For most of my medical career, physician burnout was treated as a personal failing, something to overcome through sheer grit. Medical learners and physicians often faced stigma, even career consequences, when they asked for help. Thankfully, our understanding of burnout has evolved since my early days as a doctor – but too many of the root causes remain unchanged, and new ones have emerged.

Nearly half (46 per cent) of practising physicians and residents continue to report high levels of burnout, according to the Canadian Medical Association’s (CMA) 2025 National Physician Health Survey (NPHS). Behind this statistic are heavy workloads and a relentless administrative burden that ignore the human needs of those who provide care.

In the CMA’s Beyond Burnout series, doctors also talk openly about the impact of incivility in the workplace, the erosion of patient trust fueled by false health information and the backlash against diversity, equity and inclusion efforts in health care.

Three in four physicians and residents say they’ve experienced “intimidation, bullying, harassment and/or microaggressions” on the job. More than half of this behaviour was attributed to patients, friends or family. However, also identified as significant sources of incivility were physicians (53 per cent), other health-care providers (28 per cent) and senior leaders or other administrators (27 per cent). Incivility between colleagues, whether its rudeness or explicit bullying, increases the likelihood of physician burnout, anxiety. It creates work environments in which clinicians and medical learners no longer feel safe to speak up, ask for help or learn from mistakes, and can also increase absenteeism and turnover.

Another emerging threat to physician wellness is the spread of false health information, which can strain doctor-patient relationships and can cause moral distress for physicians. A recent CMA/Abacus Data survey found that 97 per cent of doctors have had to intervene to prevent harm or address consequences after a patient followed false or misleading health information found online, including advice from artificial intelligence (AI).

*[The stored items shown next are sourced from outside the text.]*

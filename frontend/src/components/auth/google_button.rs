use crate::config;
use crate::web::google::{GoogleButtonText, render_button};
use leptos::html::Div;
use leptos::logging::warn;
use leptos::prelude::*;

/// Google 登录按钮；收到空 credential 表示 Google 侧失败
#[component]
pub fn GoogleButton(text: GoogleButtonText, on_credential: Callback<String>) -> impl IntoView {
    let container = NodeRef::<Div>::new();
    let unavailable = RwSignal::new(false);

    Effect::new(move |_| {
        let Some(el) = container.get() else {
            return;
        };
        let Some(client_id) = config::google_client_id() else {
            unavailable.set(true);
            return;
        };
        if !render_button(&el, client_id, text, move |cred| on_credential.run(cred)) {
            warn!("[Auth] Google Identity Services script not loaded");
            unavailable.set(true);
        }
    });

    view! {
        <div class="flex justify-center">
            <div node_ref=container></div>
            <Show when=move || unavailable.get()>
                <button type="button" class="btn btn-outline w-full" disabled=true>
                    "Google sign-in unavailable"
                </button>
            </Show>
        </div>
    }
}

This follows the CMA’s Health and Media Tracking Survey2026 Health and Media Tracking Survey that found people who followed health advice from AI were five times more likely to experience harms than those who did not.

There are ongoing risks to the well-being of physicians and medical learners from underrepresented backgrounds as well. Racialized physicians – who already face structural inequities, bias, prejudice and racism on the job – scored lower on psychological safety at work compared to white physicians (61 per cent vs. 67 per cent), are less comfortable raising safety concerns (60 per cent vs. 71 per cent) and are less likely to feel culturally safe in their workplaces (66 per cent vs. 77 per cent). Now, reversals seen internationally on diversity, equity and inclusion initiatives, including hard-won progress on reconciliation in health care, compound the likelihood of burnout and other psychological harms.

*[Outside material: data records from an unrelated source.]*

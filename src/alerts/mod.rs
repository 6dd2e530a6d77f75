pub mod donation_alerts;
pub mod log;

use async_trait::async_trait;

use crate::error::SendError;
use crate::filter::TextFilter;
use crate::psp::Payment;

/// Text shown on stream for a forwarded payment.
#[derive(Debug, Clone, PartialEq, Eq)]
pub struct Alert {
    pub header: String,
    pub message: Option<String>,
}

impl Alert {
    pub fn render(payment: &Payment, filter: &TextFilter) -> Self {
        let sender = filter.apply(&payment.sender);
        let message = filter.apply(payment.message.trim());
        Self {
            header: format!("{} — {} {}", sender, payment.amount.normalize(), payment.currency),
            message: (!message.is_empty()).then_some(message),
        }
    }
}

#[async_trait]
pub trait AlertSink: Send + Sync {
    fn name(&self) -> &str;

    /// Ok only after the provider confirmed the alert was created.
    async fn send(&self, payment: &Payment) -> Result<(), SendError>;
}
#![allow(dead_code)]

use async_trait::async_trait;
use chrono::{DateTime, TimeZone, Utc};
use rust_decimal::Decimal;
use std::collections::{HashMap, HashSet, VecDeque};
use std::sync::atomic::{AtomicUsize, Ordering};
use std::sync::{Arc, Mutex};
use std::time::Duration;
use tokio::sync::broadcast;

use donate_bridge::auth::{TokenGrant, TokenRefresher};
use donate_bridge::clock::Clock;
use donate_bridge::error::{RefreshError, SendError, SourceError};
use donate_bridge::{
    AlertSink, Credentials, EngineHandle, EventBus, Ledger, Payment, PaymentSource, Provider,
    SyncConfig, SyncEngine, SyncEvent, TokenStore,
};

pub fn at(secs: i64) -> DateTime<Utc> {
    Utc.timestamp_opt(secs, 0).unwrap()
}

pub fn payment(id: &str, amount: Decimal, ts: i64) -> Payment {
    Payment {
        id: id.to_string(),
        amount,
        currency: "RUB".to_string(),
        sender: format!("sender-{id}"),
        message: String::new(),
        received_at: at(ts),
    }
}

pub fn credentials(provider: Provider, expires_at: Option<DateTime<Utc>>) -> Credentials {
    Credentials {
        provider,
        access_token: format!("{provider}-access"),
        refresh_token: Some(format!("{provider}-refresh")),
        expires_at,
    }
}

pub fn sync_config(min_amount: Decimal, max_retry_attempts: u32) -> SyncConfig {
    SyncConfig {
        min_amount,
        max_retry_attempts,
        poll_interval_secs: 10,
        backoff_base_secs: 5,
        backoff_max_secs: 40,
        backoff_multiplier: 2,
        ..SyncConfig::default()
    }
}

pub struct FakeClock {
    now: Mutex<DateTime<Utc>>,
}

impl FakeClock {
    pub fn new(now: DateTime<Utc>) -> Arc<Self> {
        Arc::new(Self {
            now: Mutex::new(now),
        })
    }

    pub fn set(&self, now: DateTime<Utc>) {
        *self.now.lock().unwrap() = now;
    }

    pub fn advance(&self, by: chrono::Duration) {
        *self.now.lock().unwrap() += by;
    }
}

impl Clock for FakeClock {
    fn now(&self) -> DateTime<Utc> {
        *self.now.lock().unwrap()
    }
}

/// Serves a fixed payment history, honouring `since`, with optional queued failures.
#[derive(Default)]
pub struct ScriptedSource {
    payments: Mutex<Vec<Payment>>,
    failures: Mutex<VecDeque<SourceError>>,
    sinces: Mutex<Vec<DateTime<Utc>>>,
    calls: AtomicUsize,
}

impl ScriptedSource {
    pub fn new(payments: Vec<Payment>) -> Arc<Self> {
        Arc::new(Self {
            payments: Mutex::new(payments),
            ..Self::default()
        })
    }

    pub fn push_payment(&self, payment: Payment) {
        self.payments.lock().unwrap().push(payment);
    }

    pub fn fail_next(&self, err: SourceError) {
        self.failures.lock().unwrap().push_back(err);
    }

    pub fn calls(&self) -> usize {
        self.calls.load(Ordering::SeqCst)
    }

    pub fn sinces(&self) -> Vec<DateTime<Utc>> {
        self.sinces.lock().unwrap().clone()
    }
}

#[async_trait]
impl PaymentSource for ScriptedSource {
    fn name(&self) -> &str {
        "Scripted"
    }

    async fn list_recent(&self, since: DateTime<Utc>) -> Result<Vec<Payment>, SourceError> {
        self.calls.fetch_add(1, Ordering::SeqCst);
        self.sinces.lock().unwrap().push(since);
        if let Some(err) = self.failures.lock().unwrap().pop_front() {
            return Err(err);
        }
        // Newest first, like most history endpoints.
        Ok(self
            .payments
            .lock()
            .unwrap()
            .iter()
            .rev()
            .filter(|p| p.received_at >= since)
            .cloned()
            .collect())
    }
}

/// Records every attempt; fails per payment according to a script.
#[derive(Default)]
pub struct ScriptedSink {
    scripted: Mutex<HashMap<String, VecDeque<SendError>>>,
    always_fail: Mutex<HashSet<String>>,
    attempts: Mutex<Vec<String>>,
    delivered: Mutex<Vec<String>>,
}

impl ScriptedSink {
    pub fn new() -> Arc<Self> {
        Arc::new(Self::default())
    }

    pub fn fail_times(&self, payment_id: &str, times: usize, err: SendError) {
        let mut scripted = self.scripted.lock().unwrap();
        let queue = scripted.entry(payment_id.to_string()).or_default();
        for _ in 0..times {
            queue.push_back(err.clone());
        }
    }

    pub fn fail_always(&self, payment_id: &str) {
        self.always_fail.lock().unwrap().insert(payment_id.to_string());
    }

    pub fn attempts(&self) -> Vec<String> {
        self.attempts.lock().unwrap().clone()
    }

    pub fn attempts_for(&self, payment_id: &str) -> usize {
        self.attempts().iter().filter(|id| *id == payment_id).count()
    }

    pub fn delivered(&self) -> Vec<String> {
        self.delivered.lock().unwrap().clone()
    }
}

#[async_trait]
impl AlertSink for ScriptedSink {
    fn name(&self) -> &str {
        "Scripted"
    }

    async fn send(&self, payment: &Payment) -> Result<(), SendError> {
        self.attempts.lock().unwrap().push(payment.id.clone());
        if self.always_fail.lock().unwrap().contains(&payment.id) {
            return Err(SendError::Transient("HTTP 503".into()));
        }
        let scripted = self
            .scripted
            .lock()
            .unwrap()
            .get_mut(&payment.id)
            .and_then(|queue| queue.pop_front());
        if let Some(err) = scripted {
            return Err(err);
        }
        self.delivered.lock().unwrap().push(payment.id.clone());
        Ok(())
    }
}

/// Token endpoint double: queued results, then fresh one-hour tokens.
#[derive(Default)]
pub struct ScriptedRefresher {
    results: Mutex<VecDeque<Result<TokenGrant, RefreshError>>>,
    delay: Option<Duration>,
    calls: AtomicUsize,
}

impl ScriptedRefresher {
    pub fn new() -> Arc<Self> {
        Arc::new(Self::default())
    }

    pub fn with_delay(delay: Duration) -> Arc<Self> {
        Arc::new(Self {
            delay: Some(delay),
            ..Self::default()
        })
    }

    pub fn push(&self, result: Result<TokenGrant, RefreshError>) {
        self.results.lock().unwrap().push_back(result);
    }

    pub fn calls(&self) -> usize {
        self.calls.load(Ordering::SeqCst)
    }
}

#[async_trait]
impl TokenRefresher for ScriptedRefresher {
    async fn refresh(&self, _refresh_token: &str) -> Result<TokenGrant, RefreshError> {
        let call = self.calls.fetch_add(1, Ordering::SeqCst) + 1;
        if let Some(delay) = self.delay {
            tokio::time::sleep(delay).await;
        }
        let scripted = self.results.lock().unwrap().pop_front();
        scripted.unwrap_or_else(|| {
            Ok(TokenGrant {
                access_token: format!("refreshed-{call}"),
                refresh_token: None,
                expires_in: Some(3600),
            })
        })
    }
}

pub struct Harness {
    pub engine: SyncEngine,
    pub handle: EngineHandle,
    pub source: Arc<ScriptedSource>,
    pub sink: Arc<ScriptedSink>,
    pub refresher: Arc<ScriptedRefresher>,
    pub tokens: Arc<TokenStore>,
    pub clock: Arc<FakeClock>,
    pub events: broadcast::Receiver<SyncEvent>,
}

impl Harness {
    /// Engine over an in-memory ledger starting at t=0, with valid tokens for both providers.
    pub fn new(config: SyncConfig, source: Arc<ScriptedSource>) -> Self {
        Self::with_ledger(config, source, ScriptedSink::new(), Ledger::in_memory(at(0)))
    }

    pub fn with_ledger(
        config: SyncConfig,
        source: Arc<ScriptedSource>,
        sink: Arc<ScriptedSink>,
        ledger: Ledger,
    ) -> Self {
        let clock = FakeClock::new(at(1_000));
        let refresher = ScriptedRefresher::new();
        let valid_until = Some(at(1_000) + chrono::Duration::hours(1));
        let tokens = Arc::new(
            TokenStore::new(clock.clone(), chrono::Duration::seconds(60))
                .with_refresher(Provider::Source, refresher.clone())
                .with_refresher(Provider::Sink, refresher.clone())
                .with_credentials(Some(credentials(Provider::Source, valid_until)))
                .with_credentials(Some(credentials(Provider::Sink, valid_until))),
        );
        let bus = EventBus::new(64);
        let events = bus.subscribe_channel();
        let (engine, handle) = SyncEngine::new(
            config,
            tokens.clone(),
            source.clone(),
            sink.clone(),
            ledger,
            bus,
            clock.clone(),
        );
        Self {
            engine,
            handle,
            source,
            sink,
            refresher,
            tokens,
            clock,
            events,
        }
    }

    pub fn drain_events(&mut self) -> Vec<SyncEvent> {
        let mut events = Vec::new();
        while let Ok(event) = self.events.try_recv() {
            events.push(event);
        }
        events
    }
}

pub fn forwarded_ids(events: &[SyncEvent]) -> Vec<String> {
    events
        .iter()
        .filter_map(|e| match e {
            SyncEvent::PaymentForwarded { payment } => Some(payment.id.clone()),
            _ => None,
        })
        .collect()
}

pub fn permanent_failures(events: &[SyncEvent]) -> Vec<String> {
    events
        .iter()
        .filter_map(|e| match e {
            SyncEvent::PermanentFailure { payment, .. } => Some(payment.id.clone()),
            _ => None,
        })
        .collect()
}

So where do we go from here?

Medical culture must continue to evolve. Leaders at every level must take responsibility for managing conflicts and supporting inclusion and equity at work, especially critical as team-based models of care scale up across the country.

Ultimately, though, we cannot keep asking individuals to adapt to broken systems. Incivility in health-care settings is exacerbated by staff shortages. Unnecessary paperwork takes up time that could be spent helping patients understand the health myths and misconceptions they encounter online. Equity, diversity and reconciliation in health care require sustained, system-level investments.

Data and collaboration are key to driving this kind of change. On May 20, the CMA is holding a webinar that will show how NPHS data can inform system-level strategies and organizational initiatives that improve physician health. The Canadian Association of Physicians with Disabilities, Medical Society of Prince Edward Island and The Well Doc Initiative will share real-world examples of how this crucial data supports policy change and advances safer, healthier care environments.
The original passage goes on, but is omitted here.